Algeria’s President Acknowledges Autonomy Plan Is “Ineluctable”, Signaling Shift on Sahara

In what analysts are describing as a significant departure from Algiers’ longstanding public posture, Algerian President Abdelmadjid Tebboune stated in a televised address broadcast on Saturday April 2 by Algeria’s state broadcaster that UN Security Council Resolution 2797 on Western Sahara “is making its way.” The formulation — understated by design — carries substantial diplomatic weight: by affirming that the resolution is progressing, Tebboune effectively acknowledged that the implementation of a solution based on Moroccan sovereignty over the territory has become “ineluctable,” said Le360 in an analysis published on Sunday.
The statement marks a break with the position Tebboune had maintained as recently as a few months earlier, when he had publicly declared that Algeria would never abandon the Polisario’s cause as long as the front held to the principle of self-determination. Resolution 2797, adopted by the UN Security Council on October 31, 2025, explicitly endorses the Moroccan autonomy plan as the basis for a political settlement under Moroccan sovereignty. Algeria, which was a non-permanent Security Council member at the time, chose the policy of the empty chair rather than cast a lone dissenting vote or abstain — a posture that Morocco’s diplomacy has consistently characterized as an implicit acknowledgement of the resolution’s force.

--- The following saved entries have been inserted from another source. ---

//! Request-completion logging.
//!
//! Emits one event per request with method, path, status and duration,
//! at a severity matching the status class. The trace id is read from
//! the task-local context at completion time, so it is present exactly
//! when `RequestTrace` wraps this middleware and handler errors carry
//! the same id as the log line.

use std::future::{ready, Ready};
use std::time::Instant;

use actix_web::dev::{forward_ready, Service, ServiceRequest, ServiceResponse, Transform};
use actix_web::Error as ActixError;
use futures_util::future::LocalBoxFuture;
use tracing::{error, info, warn};

use crate::trace_ctx;

pub struct StructuredLogger;

impl<S, B> Transform<S, ServiceRequest> for StructuredLogger
where
    S: Service<ServiceRequest, Response = ServiceResponse<B>, Error = ActixError>,
    S::Future: 'static,
    B: 'static,
{
    type Response = ServiceResponse<B>;
    type Error = ActixError;
    type InitError = ();
    type Transform = StructuredLoggerMiddleware<S>;
    type Future = Ready<Result<Self::Transform, Self::InitError>>;

    fn new_transform(&self, service: S) -> Self::Future {
        ready(Ok(StructuredLoggerMiddleware { service }))
    }
}

pub struct StructuredLoggerMiddleware<S> {
    service: S,
}

impl<S, B> Service<ServiceRequest> for StructuredLoggerMiddleware<S>
where
    S: Service<ServiceRequest, Response = ServiceResponse<B>, Error = ActixError>,
    S::Future: 'static,
    B: 'static,
{
    type Response = ServiceResponse<B>;
    type Error = ActixError;
    type Future = LocalBoxFuture<'static, Result<Self::Response, Self::Error>>;

    forward_ready!(service);

    fn call(&self, req: ServiceRequest) -> Self::Future {
        let start = Instant::now();
        let method = req.method().to_string();
        let path = req.path().to_string();

        let fut = self.service.call(req);

        Box::pin(async move {
            let result = fut.await;

            let status = match &result {
                Ok(res) => res.status(),
                Err(err) => err.as_response_error().status_code(),
            };
            let duration_ms = start.elapsed().as_secs_f64() * 1000.0;
            // This future is polled inside the trace scope, so the id
            // here matches the one in any problem body.
            let trace_id = trace_ctx::trace_id();

            if status.is_server_error() {
                error!(
                    method = %method,
                    path = %path,
                    status = status.as_u16(),
                    duration_ms,
                    trace_id = %trace_id,
                    "request completed"
                );
            } else if status.is_client_error() {
                warn!(
                    method = %method,
                    path = %path,
                    status = status.as_u16(),
                    duration_ms,
                    trace_id = %trace_id,
                    "request completed"
                );
            } else {
                info!(
                    method = %method,
                    path = %path,
                    status = status.as_u16(),
                    duration_ms,
                    trace_id = %trace_id,
                    "request completed"
                );
            }

            result
        })
    }
}
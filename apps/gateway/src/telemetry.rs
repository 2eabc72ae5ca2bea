use tracing_subscriber::{fmt, prelude::*, EnvFilter};

pub fn init_tracing() {
    let env_filter = EnvFilter::try_from_default_env()
        .unwrap_or_else(|_| EnvFilter::new("info,actix_web=info,reqwest=warn,redis=warn"));

    let fmt_layer = fmt::layer()
        .with_target(false)
        .with_file(false)
        .with_line_number(false)
        .with_thread_ids(false)
        .with_thread_names(false)
        .with_ansi(false)
        .json();

    tracing_subscriber::registry()
        .with(env_filter)
        .with(fmt_layer)
        .init();
}
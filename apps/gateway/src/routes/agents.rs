//! Agent catalog passthrough.

use actix_web::{web, HttpResponse};

use crate::error::AppError;
use crate::state::AppState;

/// GET /api/agents
///
/// The catalog is owned by the engine; this layer never inspects agent
/// internals, it only relays the document.
async fn list_agents(app_state: web::Data<AppState>) -> Result<HttpResponse, AppError> {
    let catalog = app_state.engine.agents().await?;
    Ok(HttpResponse::Ok().json(catalog))
}

pub fn configure_routes(cfg: &mut web::ServiceConfig) {
    cfg.route("/agents", web::get().to(list_agents));
}
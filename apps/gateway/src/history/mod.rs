//! Best-effort history mirroring into an optional secondary store.

use async_trait::async_trait;

use crate::error::AppError;

pub mod records;
pub mod store;

pub use records::{GameRecord, TournamentRecord};
pub use store::HistoryStore;

use records::CompletionUpdate;

/// The mirroring operations the gateway performs against its
/// secondary store. The Redis-backed [`HistoryStore`] is the only
/// production implementation; the seam exists so orchestration can be
/// exercised against a failing or scripted store.
#[async_trait]
pub trait HistoryRecorder: Send + Sync {
    async fn record_created(&self, record: &GameRecord) -> Result<(), AppError>;
    async fn record_completed(
        &self,
        game_id: &str,
        update: CompletionUpdate,
    ) -> Result<(), AppError>;
    async fn record_deleted(&self, game_id: &str) -> Result<(), AppError>;
    async fn get(&self, game_id: &str) -> Result<Option<GameRecord>, AppError>;
    async fn list_recent(
        &self,
        limit: usize,
        include_history: bool,
    ) -> Result<Vec<GameRecord>, AppError>;
    async fn record_tournament(&self, record: &TournamentRecord) -> Result<(), AppError>;
    async fn list_recent_tournaments(
        &self,
        limit: usize,
    ) -> Result<Vec<TournamentRecord>, AppError>;
}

The broader context of Tebboune’s remarks is significant. His address also included notably warm language toward U.S. Deputy Secretary of State Christopher Landau, who had recently visited Algiers and Rabat. Tebboune described himself as “touched by the sympathy in words and gestures” of the American envoy, and suggested that the ideological differences between Algiers and Washington now belong to the past. The Le360 analysis reads this effusiveness as a reflection of the firmness of the message Landau delivered on the Sahara dossier during his trip to Algiers.

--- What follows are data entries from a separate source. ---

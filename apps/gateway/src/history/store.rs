//! Redis-backed history store facade.
//!
//! Every operation is a single best-effort round trip: no retries, no
//! queuing. A dropped write is simply lost, which is an accepted
//! property of optional history. Callers decide what a failure means;
//! state-changing gateway operations route every call through the
//! `mirror` combinator, which logs and discards the outcome.

use async_trait::async_trait;
use redis::aio::ConnectionManager;
use redis::{AsyncCommands, Client};
use time::OffsetDateTime;
use tracing::info;

use crate::error::AppError;
use crate::history::records::{CompletionUpdate, GameRecord, TournamentRecord};
use crate::history::HistoryRecorder;

const GAMES_INDEX: &str = "mogul:games";
const TOURNAMENTS_KEY: &str = "mogul:tournaments";

/// How many game ids the recency index retains.
const GAMES_RETENTION: isize = 200;
/// How many tournament records are retained.
const TOURNAMENTS_RETENTION: isize = 100;

fn game_key(game_id: &str) -> String {
    format!("mogul:game:{game_id}")
}

#[derive(Clone)]
pub struct HistoryStore {
    conn: ConnectionManager,
}

impl HistoryStore {
    /// Connect to the backing store. A failure here means the gateway
    /// runs with history disabled; it is never fatal to gameplay.
    pub async fn connect(redis_url: &str) -> Result<Self, AppError> {
        let client = Client::open(redis_url)
            .map_err(|e| AppError::config(format!("invalid REDIS_URL: {e}")))?;
        let conn = ConnectionManager::new(client)
            .await
            .map_err(|e| AppError::history_unavailable(format!("redis connect failed: {e}")))?;
        info!(redis_url, "history store connected");
        Ok(Self { conn })
    }
}

#[async_trait]
impl HistoryRecorder for HistoryStore {
    /// Mirror a freshly created session.
    async fn record_created(&self, record: &GameRecord) -> Result<(), AppError> {
        let payload = encode(record)?;
        let mut conn = self.conn.clone();
        let _: () = conn.set(game_key(&record.game_id), payload).await?;
        let _: () = conn.lpush(GAMES_INDEX, &record.game_id).await?;
        let _: () = conn.ltrim(GAMES_INDEX, 0, GAMES_RETENTION - 1).await?;
        Ok(())
    }

    /// Apply final stats to a mirrored record.
    ///
    /// If the created-record write was lost earlier, a minimal record is
    /// written in its place; mirrored copies are allowed to lag.
    async fn record_completed(
        &self,
        game_id: &str,
        update: CompletionUpdate,
    ) -> Result<(), AppError> {
        let mut record = match self.get(game_id).await? {
            Some(existing) => existing,
            None => GameRecord::created(game_id.to_string(), Vec::new()),
        };

        record.completed_at = Some(OffsetDateTime::now_utc());
        record.winner = update.winner;
        record.total_turns = Some(update.total_turns);
        record.final_cash = Some(update.final_cash);
        if update.history.is_some() {
            record.history = update.history;
        }

        let payload = encode(&record)?;
        let mut conn = self.conn.clone();
        let _: () = conn.set(game_key(game_id), payload).await?;
        Ok(())
    }

    /// Drop the mirrored record for a deleted session.
    async fn record_deleted(&self, game_id: &str) -> Result<(), AppError> {
        let mut conn = self.conn.clone();
        let _: () = conn.del(game_key(game_id)).await?;
        let _: () = conn.lrem(GAMES_INDEX, 0, game_id).await?;
        Ok(())
    }

    async fn get(&self, game_id: &str) -> Result<Option<GameRecord>, AppError> {
        let mut conn = self.conn.clone();
        let raw: Option<String> = conn.get(game_key(game_id)).await?;
        match raw {
            Some(json) => Ok(Some(decode(&json)?)),
            None => Ok(None),
        }
    }

    /// Most recent session records, newest first.
    ///
    /// The heavy `history` field is stripped unless explicitly requested.
    async fn list_recent(
        &self,
        limit: usize,
        include_history: bool,
    ) -> Result<Vec<GameRecord>, AppError> {
        let mut conn = self.conn.clone();
        let ids: Vec<String> = conn.lrange(GAMES_INDEX, 0, limit as isize - 1).await?;

        let mut records = Vec::with_capacity(ids.len());
        for id in ids {
            // A record may have expired out from under its index entry.
            if let Some(mut record) = self.get(&id).await? {
                if !include_history {
                    record.history = None;
                }
                records.push(record);
            }
        }
        Ok(records)
    }

    /// Persist a tournament summary. Write-once, newest first.
    async fn record_tournament(&self, record: &TournamentRecord) -> Result<(), AppError> {
        let payload = encode(record)?;
        let mut conn = self.conn.clone();
        let _: () = conn.lpush(TOURNAMENTS_KEY, payload).await?;
        let _: () = conn
            .ltrim(TOURNAMENTS_KEY, 0, TOURNAMENTS_RETENTION - 1)
            .await?;
        Ok(())
    }

    async fn list_recent_tournaments(
        &self,
        limit: usize,
    ) -> Result<Vec<TournamentRecord>, AppError> {
        let mut conn = self.conn.clone();
        let raw: Vec<String> = conn.lrange(TOURNAMENTS_KEY, 0, limit as isize - 1).await?;
        raw.iter().map(|json| decode(json)).collect()
    }
}

fn encode<T: serde::Serialize>(value: &T) -> Result<String, AppError> {
    serde_json::to_string(value)
        .map_err(|e| AppError::internal(format!("failed to encode history record: {e}")))
}

fn decode<T: serde::de::DeserializeOwned>(json: &str) -> Result<T, AppError> {
    serde_json::from_str(json)
        .map_err(|e| AppError::internal(format!("corrupt history record: {e}")))
}
mod common;

use actix_web::{test, App};
use serde_json::Value;

#[actix_web::test]
async fn board_catalog_is_served_without_engine() {
    // No engine at all; the catalog is pure.
    let state = common::gateway_state(&common::unreachable_engine_url());
    let app = test::init_service(
        App::new()
            .app_data(state)
            .configure(gateway::routes::configure),
    )
    .await;

    let req = test::TestRequest::get().uri("/api/board").to_request();
    let resp = test::call_service(&app, req).await;
    assert_eq!(resp.status().as_u16(), 200);

    let body: Value = test::read_body_json(resp).await;
    let board = body["board"].as_array().unwrap();
    assert_eq!(board.len(), 40);
    assert_eq!(body["gambleIndices"], serde_json::json!([9, 19, 29, 39]));
    assert_eq!(body["colors"].as_array().unwrap().len(), 9);

    // Tiles carry their own index and the four gamble slots are typed.
    for (i, tile) in board.iter().enumerate() {
        assert_eq!(tile["index"], i);
        let expected = if [9, 19, 29, 39].contains(&i) {
            "gamble"
        } else {
            "property"
        };
        assert_eq!(tile["type"], expected);
    }

    // First Brown property and its in-district pricing.
    assert_eq!(board[0]["color"], "Brown");
    assert_eq!(board[0]["price"], 60);
    assert_eq!(board[1]["price"], 70);
    assert_eq!(board[1]["fare"], 35);
}
//! Task-local trace context for web requests.
//!
//! Provides a minimal API for accessing the current request's trace_id
//! from anywhere in the request processing pipeline, using Tokio's
//! task-local storage. Service code should not import this module; it
//! belongs to the web boundary.

use std::cell::RefCell;

use tokio::task_local;

task_local! {
    static TRACE_ID: RefCell<Option<String>>;
}

/// Get the trace_id for the current task.
/// Returns "unknown" if no trace_id is set (e.g., outside of a request context).
pub fn trace_id() -> String {
    TRACE_ID
        .try_with(|cell| {
            cell.borrow()
                .as_ref()
                .cloned()
                .unwrap_or_else(|| "unknown".to_string())
        })
        .unwrap_or_else(|_| "unknown".to_string())
}

/// Run a future within a trace context.
/// This is used by middleware to establish the task-local scope.
pub async fn with_trace_id<F, R>(trace_id: String, future: F) -> R
where
    F: std::future::Future<Output = R>,
{
    TRACE_ID.scope(RefCell::new(Some(trace_id)), future).await
}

The Sahara portion of Tebboune’s broadcast was abruptly cut, shifting without transition to the Palestinian file, a detail noted by observers as suggestive of internal sensitivity around the subject. The regime’s position has been further weakened by the wave of recognition withdrawals from the Polisario-administered self-proclaimed entity: Honduras joined Bolivia, Ecuador, Panama, and Mali in suspending or withdrawing recognition within the past two months, while Morocco’s autonomy plan now enjoys the backing of more than 110 UN member states including all five permanent Security Council members.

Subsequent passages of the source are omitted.